Book Title: Caring for Your Adopted Child–An Essential Guide for Parents
Book Author: Elaine E. Schulte, Robin L. Michaelson
Publication Information: Itasca, IL, American Academy of Pediatrics, 2019, 212 pp., $16.95, paperback
Parenting a new child is a daunting task, even more so when adoption is part of the story. Those of us who are adoptive parents have faced the double uncertainties of what to do with the new little life (or lives!) entrusted to our care, and how to account for, adapt to, or respond to the events and traumas our little one(s) already experienced. While there is no one-size-fits-all instruction manual, Caring for Your Adopted Child provides a welcome and needed introductory resource.
The author team brings a useful combination of skills and experiences. Dr Schulte is an adoptive parent, a practicing pediatrician, and a specialist in adoption medicine1,2; Ms Michaelson is an adoptive parent and a writer who has worked on childcare books for the general public. Together these two authors have assembled a text that provides useful medical, social, and parenting information in an accessible writing style with extensive use of side-bar boxes addressing particular issues or listing relevant resources.
The book’s nine chapters progress chronologically through the experience of the adoptive parent, from “Getting Ready to Bring Your Child Home” (Chapter 1), through “Your Child’s First Pediatric Visit” (Chapter 3), “Health Issues and Conditions” (Chapter 5), a chapter on “Attachment” (Chapter 6), and ending by addressing “Talking About Adoption.” The extensive use of quotes from adoptive parents as well as the authors’ own reminiscences ground the material in the day-to-day reality of the adoptive experience.
This is not an exhaustive resource, and each of the topics covered deserves a full text in its own right for in-depth treatment. Instead, each of the chapters provides an introduction to the topic at hand that is accessible enough for the lay-parent reader to understand, yet with sufficient relevant detail to be useful for clinicians. None of the topics covered should be completely new to any clinician caring for children, but each chapter provides sufficient detail to help clinicians begin to understand the social and medical complexities of adoption.
While resources for further information are discussed throughout the text, including books, magazines, web sites, and other organizations, the list of resources at the end of the book is rather brief. A future edition of this book might be improved by a more extensive collection of resource recommendations in a final appendix. Additionally, particularly for lay parent readers, it would be useful for future editions to acknowledge and support the role of family physicians in providing childhood medical care. Consulting with a pediatrician adoption specialist, as recommended in the book, is an important step for all adoptive parents; however since family physicians care for approximately one-third of the childhood population in the United States,3 it is also important to help prospective parents understand that for routine primary care it is the qualifications and experience of the physician that matter, not necessarily the specialty.

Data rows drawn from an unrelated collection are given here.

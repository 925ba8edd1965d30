//! Read-only query commands. Each handler fetches through the
//! [`ListingStore`] trait and prints a plain-text table.

use jobsdb_core::{CompanyCount, Listing, ListingFilter, ListingStore, LocationCount};
use jobsdb_db::IngestionRunRow;

/// Placeholder shown for empty string fields.
const BLANK: &str = "\u{2014}";

fn or_blank(value: &str) -> &str {
    if value.is_empty() {
        BLANK
    } else {
        value
    }
}

pub(crate) async fn run_count(
    store: &dyn ListingStore,
    filter: &ListingFilter,
) -> anyhow::Result<()> {
    let count = store.count(filter).await?;
    println!("{count}");
    Ok(())
}

pub(crate) async fn run_locations(store: &dyn ListingStore) -> anyhow::Result<()> {
    let groups = store.group_by_location().await?;
    if groups.is_empty() {
        println!("no listings stored");
        return Ok(());
    }
    println!("{}", format_locations(&groups));
    Ok(())
}

pub(crate) async fn run_city(store: &dyn ListingStore, city: &str) -> anyhow::Result<()> {
    let listings = store.filter_by_city(city).await?;
    if listings.is_empty() {
        println!("no listings in {city}");
        return Ok(());
    }
    println!("{}", format_listings(&listings));
    Ok(())
}

pub(crate) async fn run_companies(store: &dyn ListingStore, limit: usize) -> anyhow::Result<()> {
    let companies = store.top_companies(limit).await?;
    if companies.is_empty() {
        println!("no listings stored");
        return Ok(());
    }
    println!("{}", format_companies(&companies));
    Ok(())
}

pub(crate) async fn run_runs(pool: &sqlx::PgPool, limit: i64) -> anyhow::Result<()> {
    let runs = jobsdb_db::list_ingestion_runs(pool, limit).await?;
    if runs.is_empty() {
        println!("no ingestion runs recorded");
        return Ok(());
    }
    println!("{}", format_runs(&runs));
    Ok(())
}

pub(crate) fn format_locations(groups: &[LocationCount]) -> String {
    let mut lines = vec![format!("{:<40}{:>8}", "LOCATION", "JOBS")];
    lines.extend(
        groups
            .iter()
            .map(|g| format!("{:<40}{:>8}", or_blank(&g.location), g.total_jobs)),
    );
    lines.join("\n")
}

pub(crate) fn format_companies(companies: &[CompanyCount]) -> String {
    let mut lines = vec![format!("{:<40}{:>8}", "COMPANY", "JOBS")];
    lines.extend(
        companies
            .iter()
            .map(|c| format!("{:<40}{:>8}", or_blank(&c.company), c.job_count)),
    );
    lines.join("\n")
}

pub(crate) fn format_listings(listings: &[Listing]) -> String {
    let mut lines = vec![format!("{:<40}{:<30}{}", "TITLE", "COMPANY", "URL")];
    lines.extend(listings.iter().map(|l| {
        format!(
            "{:<40}{:<30}{}",
            or_blank(&l.title),
            or_blank(&l.company),
            or_blank(&l.detail_url)
        )
    }));
    lines.join("\n")
}

pub(crate) fn format_runs(runs: &[IngestionRunRow]) -> String {
    let mut lines = vec![format!(
        "{:<8}{:<11}{:<28}{:>8}{:>8}{:>8}  {}",
        "ID", "STATUS", "QUERY", "SEEN", "STORED", "FAILED", "CREATED"
    )];
    lines.extend(runs.iter().map(|r| {
        format!(
            "{:<8}{:<11}{:<28}{:>8}{:>8}{:>8}  {}",
            r.id,
            r.status,
            format!("{} @ {}", r.query_text, r.query_city),
            r.records_seen,
            r.records_stored,
            r.records_failed,
            r.created_at.format("%Y-%m-%d %H:%M UTC"),
        )
    }));
    lines.join("\n")
}
//! Drives one ingestion run to a [`RunSummary`].
//!
//! A run is sequential: fetch a page, normalize and upsert each record in
//! order, then move to the next page. Record-level failures are counted and
//! sampled without stopping the run. Losing the store connection stops it.

use std::sync::Arc;

use jobsdb_core::{AppConfig, ListingStore, SourceQuery, StoreError};
use jobsdb_dice::{
    normalize_listing, CursorWalker, DiceClient, Page, RetryPolicy, WalkError, WalkOptions,
};
use tokio::sync::watch;

use crate::summary::{ErrorSample, FailureKind, RunSummary, TerminalState};

pub const DEFAULT_ERROR_SAMPLE_LIMIT: usize = 5;

#[derive(Debug, Clone, Copy, PartialEq, Eq)]
pub struct RunnerOptions {
    pub walk: WalkOptions,
    /// How many record-level failures are kept verbatim in the summary.
    pub error_sample_limit: usize,
}

impl Default for RunnerOptions {
    fn default() -> Self {
        Self {
            walk: WalkOptions::default(),
            error_sample_limit: DEFAULT_ERROR_SAMPLE_LIMIT,
        }
    }
}

impl RunnerOptions {
    #[must_use]
    pub fn from_app_config(config: &AppConfig) -> Self {
        Self {
            walk: WalkOptions {
                max_pages: config.max_pages,
                retry: RetryPolicy {
                    max_retries: config.max_retries,
                    backoff_base_ms: config.retry_backoff_base_ms,
                },
                inter_page_delay_ms: config.inter_page_delay_ms,
            },
            error_sample_limit: config.error_sample_limit,
        }
    }
}

/// Why processing a page stopped early.
enum PageAbort {
    ConnectionLost(StoreError),
}

pub struct IngestionRunner {
    client: DiceClient,
    store: Arc<dyn ListingStore>,
    options: RunnerOptions,
}

impl IngestionRunner {
    #[must_use]
    pub fn new(client: DiceClient, store: Arc<dyn ListingStore>, options: RunnerOptions) -> Self {
        Self {
            client,
            store,
            options,
        }
    }

    /// Runs one ingestion for `query` to the end. Always returns a summary,
    /// including for fatal runs.
    pub async fn run(&self, query: &SourceQuery) -> RunSummary {
        let (_cancel_tx, cancel_rx) = watch::channel(false);
        self.run_with_cancel(query, cancel_rx).await
    }

    /// Like [`IngestionRunner::run`], but stops with
    /// [`TerminalState::Cancelled`] once `cancel` reads `true`. The flag is
    /// checked before each page fetch; a page already in progress is
    /// finished, so every listing upserted so far stays valid.
    pub async fn run_with_cancel(
        &self,
        query: &SourceQuery,
        cancel: watch::Receiver<bool>,
    ) -> RunSummary {
        let mut summary = RunSummary::new(query.clone());
        let mut walker = CursorWalker::new(&self.client, query, self.options.walk);

        tracing::info!(query = %query, "ingestion run started");

        loop {
            if *cancel.borrow() {
                tracing::warn!(
                    query = %query,
                    pages_fetched = summary.pages_fetched,
                    "ingestion run cancelled"
                );
                summary.finish_with(TerminalState::Cancelled, None);
                break;
            }

            match walker.next_page().await {
                Ok(Some(page)) => {
                    summary.pages_fetched = page.number;
                    if let Err(PageAbort::ConnectionLost(err)) =
                        self.ingest_page(&page, query, &mut summary).await
                    {
                        tracing::error!(
                            query = %query,
                            page = page.number,
                            error = %err,
                            "store connection lost; aborting run"
                        );
                        summary.finish_with(TerminalState::Fatal, Some(err.to_string()));
                        break;
                    }
                }
                Ok(None) => {
                    summary.finish_natural();
                    break;
                }
                Err(err) => {
                    let state = match &err {
                        WalkError::PartialIngestion { .. } => TerminalState::PartiallyFailed,
                        WalkError::FirstPage(_) | WalkError::PageLimit { .. } => {
                            TerminalState::Fatal
                        }
                    };
                    tracing::error!(query = %query, error = %err, %state, "page walk stopped");
                    summary.finish_with(state, Some(err.to_string()));
                    break;
                }
            }
        }

        tracing::info!(
            query = %query,
            state = %summary.terminal_state,
            pages_fetched = summary.pages_fetched,
            records_seen = summary.records_seen,
            records_stored = summary.records_stored,
            records_failed = summary.records_failed,
            "ingestion run finished"
        );
        summary
    }

    async fn ingest_page(
        &self,
        page: &Page,
        query: &SourceQuery,
        summary: &mut RunSummary,
    ) -> Result<(), PageAbort> {
        let limit = self.options.error_sample_limit;

        for (index, raw) in page.records.iter().enumerate() {
            summary.records_seen += 1;

            let listing = match normalize_listing(raw, query) {
                Ok(listing) => listing,
                Err(err) => {
                    tracing::warn!(page = page.number, index, error = %err, "skipping record");
                    summary.record_failed(
                        ErrorSample {
                            page: page.number,
                            index,
                            record_id: None,
                            kind: FailureKind::Normalization,
                            message: err.to_string(),
                        },
                        limit,
                    );
                    continue;
                }
            };

            match self.store.upsert(&listing).await {
                Ok(outcome) => summary.record_stored(outcome),
                Err(err) if err.is_connection_lost() => {
                    // The record is lost with the connection.
                    summary.record_failed(
                        ErrorSample {
                            page: page.number,
                            index,
                            record_id: Some(listing.id),
                            kind: FailureKind::Storage,
                            message: err.to_string(),
                        },
                        limit,
                    );
                    return Err(PageAbort::ConnectionLost(err));
                }
                Err(err) => {
                    tracing::warn!(
                        page = page.number,
                        index,
                        id = %listing.id,
                        error = %err,
                        "upsert failed; skipping record"
                    );
                    summary.record_failed(
                        ErrorSample {
                            page: page.number,
                            index,
                            record_id: Some(listing.id),
                            kind: FailureKind::Storage,
                            message: err.to_string(),
                        },
                        limit,
                    );
                }
            }
        }

        tracing::debug!(
            page = page.number,
            records = page.records.len(),
            records_seen = summary.records_seen,
            "page ingested"
        );
        Ok(())
    }
}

This text could provide a solid introduction to adoption issues for medical learners (whether residents or students), and a useful overview for any practicing clinician taking on newly adopted patients. Prospective and current adoptive parents would also find this a useful and accessible text. Other books may give more depth on particular issues, but the introductory breadth of this book makes it excellent foundational reading. The adventurous clinician could even consider organizing an educational book group for new adoptive parents around the chapters of this book.
Children do not come with instructions, but for parents or clinicians venturing into the territory of adoption, this is a readable, practical, and useful introduction.